La miró extrañado, tal vez por la forma del mensaje o, probablemente, porque no conocía el poema. «¿A ti qué mosca te ha picado, chiquilla?». Ella se sonrió, se quedó observándolo un rato como una esfinge y, al fin, exclamó: «Es que hoy me siento poeta».

Se encontraban en el olivar: mañana nublada, tiempo de cosecha, aceitunas como esmeraldas, presagios de un aceite virginal, 0.7 gramos de ácido oleico, sabor afrutado y algo picante.
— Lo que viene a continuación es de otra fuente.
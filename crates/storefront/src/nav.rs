//! Navigation state resolution.
//!
//! The whole navigation protocol is one optional `id` query parameter:
//! absent means the catalog view, present means the detail view for that
//! product. A QR scan lands on the same `/?id=` URL a catalog row links
//! to, so deep links and in-page navigation share one code path.

use mercadito_core::Product;

use crate::catalog::Catalog;

/// The view selected by the current query parameters.
#[derive(Debug)]
pub enum View<'a> {
    /// Product listing (initial state, no `id` parameter).
    Catalog,
    /// Detail view for a known product.
    Detail(&'a Product),
    /// Fallback for an `id` that matches no product.
    NotFound(&'a str),
}

/// Resolve the `id` query parameter against the loaded catalog.
///
/// An empty parameter value counts as cleared (catalog view). An unknown
/// id resolves to the not-found fallback rather than an error.
#[must_use]
pub fn resolve<'a>(catalog: &'a Catalog, id: Option<&'a str>) -> View<'a> {
    match id {
        None | Some("") => View::Catalog,
        Some(id) => catalog.find(id).map_or(View::NotFound(id), View::Detail),
    }
}
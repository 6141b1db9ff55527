//! Shared helpers for storefront integration tests.

#![allow(dead_code)]

use axum::Router;
use axum::body::Body;
use axum::http::{Request, Response, header};
use http_body_util::BodyExt;

use mercadito_storefront::config::{CatalogConfig, StorefrontConfig};
use mercadito_storefront::state::AppState;
use mercadito_storefront::{middleware, routes};

pub const TEST_PHONE: &str = "5215512345678";

pub fn test_config() -> StorefrontConfig {
    StorefrontConfig {
        host: "127.0.0.1".parse().expect("valid ip"),
        port: 3000,
        base_url: "http://localhost:3000".to_string(),
        whatsapp_phone: TEST_PHONE.to_string(),
        catalog: CatalogConfig::Static,
    }
}

/// Build the full router with the static catalog and an in-memory
/// session store. Clone the router per request; clones share state.
pub fn app() -> Router {
    let config = test_config();
    let session_layer = middleware::create_session_layer(&config);
    let state = AppState::new(config);
    routes::routes().layer(session_layer).with_state(state)
}

/// Build a GET request, optionally carrying a session cookie.
pub fn get(uri: &str, cookie: Option<&str>) -> Request<Body> {
    let mut builder = Request::builder().method("GET").uri(uri);
    if let Some(cookie) = cookie {
        builder = builder.header(header::COOKIE, cookie);
    }
    builder.body(Body::empty()).expect("valid request")
}

/// Build a form POST request, optionally carrying a session cookie.
pub fn post_form(uri: &str, form: &str, cookie: Option<&str>) -> Request<Body> {
    let mut builder = Request::builder()
        .method("POST")
        .uri(uri)
        .header(header::CONTENT_TYPE, "application/x-www-form-urlencoded");
    if let Some(cookie) = cookie {
        builder = builder.header(header::COOKIE, cookie);
    }
    builder
        .body(Body::from(form.to_string()))
        .expect("valid request")
}

/// Collect the response body as UTF-8 text.
pub async fn body_text(response: Response<Body>) -> String {
    let bytes = response
        .into_body()
        .collect()
        .await
        .expect("readable body")
        .to_bytes();
    String::from_utf8(bytes.to_vec()).expect("utf-8 body")
}

/// Extract the session cookie pair from a response, if one was set.
pub fn session_cookie(response: &Response<Body>) -> Option<String> {
    response
        .headers()
        .get(header::SET_COOKIE)?
        .to_str()
        .ok()?
        .split(';')
        .next()
        .map(ToString::to_string)
}

/// Extract the redirect target from a response.
pub fn location(response: &Response<Body>) -> Option<String> {
    response
        .headers()
        .get(header::LOCATION)?
        .to_str()
        .ok()
        .map(ToString::to_string)
}
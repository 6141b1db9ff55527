//! Unified error handling for the storefront.
//!
//! Route handlers return `Result<T, AppError>`. A failed catalog load is
//! terminal for the current render: the user sees a single error message
//! and no partial catalog. Unknown product ids are not errors; they are
//! recovered locally by the not-found view in `routes::home`.

use axum::{
    http::StatusCode,
    response::{IntoResponse, Response},
};
use thiserror::Error;

use crate::catalog::DataSourceError;

/// Application-level error type for the storefront.
#[derive(Debug, Error)]
pub enum AppError {
    /// Catalog data source unreachable or malformed.
    #[error("Catalog error: {0}")]
    Catalog(#[from] DataSourceError),

    /// Session store operation failed.
    #[error("Session error: {0}")]
    Session(#[from] tower_sessions::session::Error),
}

impl IntoResponse for AppError {
    fn into_response(self) -> Response {
        tracing::error!(error = %self, "Request error");

        let status = match &self {
            Self::Catalog(_) => StatusCode::BAD_GATEWAY,
            Self::Session(_) => StatusCode::INTERNAL_SERVER_ERROR,
        };

        // Don't expose internal error details to clients
        let message = match &self {
            Self::Catalog(_) => {
                "No se pudo cargar el catálogo. Asegúrate de que el enlace de la hoja sea público y correcto."
            }
            Self::Session(_) => "Error interno del servidor",
        };

        (status, message).into_response()
    }
}

/// Result type alias for `AppError`.
pub type Result<T> = std::result::Result<T, AppError>;
//! Session keys.
//!
//! The cart (`mercadito_core::Cart`) is serialized under a single key;
//! navigation state lives entirely in the URL and is never stored.

/// Session keys for cart data.
pub mod keys {
    /// Key for storing the session cart.
    pub const CART: &str = "cart";
}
Un tesoro para el paladar en forma de tostada con un poco de ajo.

«Pues hazme poeta contigo». Ella comenzó a recitar otra estrofa: «Dentro de la claridad / del aceite y sus aromas, / indican tu libertad…».

«¡Qué inspirada estás hoy!», la interrumpió con gesto radiante. Entonces ella cogió un puñado de aceitunas, se las mostró y le dijo: «Igual que las palabras cotidianas se convierten en versos, las aceitunas se transforman en poemas de aceite».

Los rayos solares se filtraron de pronto entre las ramas de los olivos amamantando la tierra con sus manos.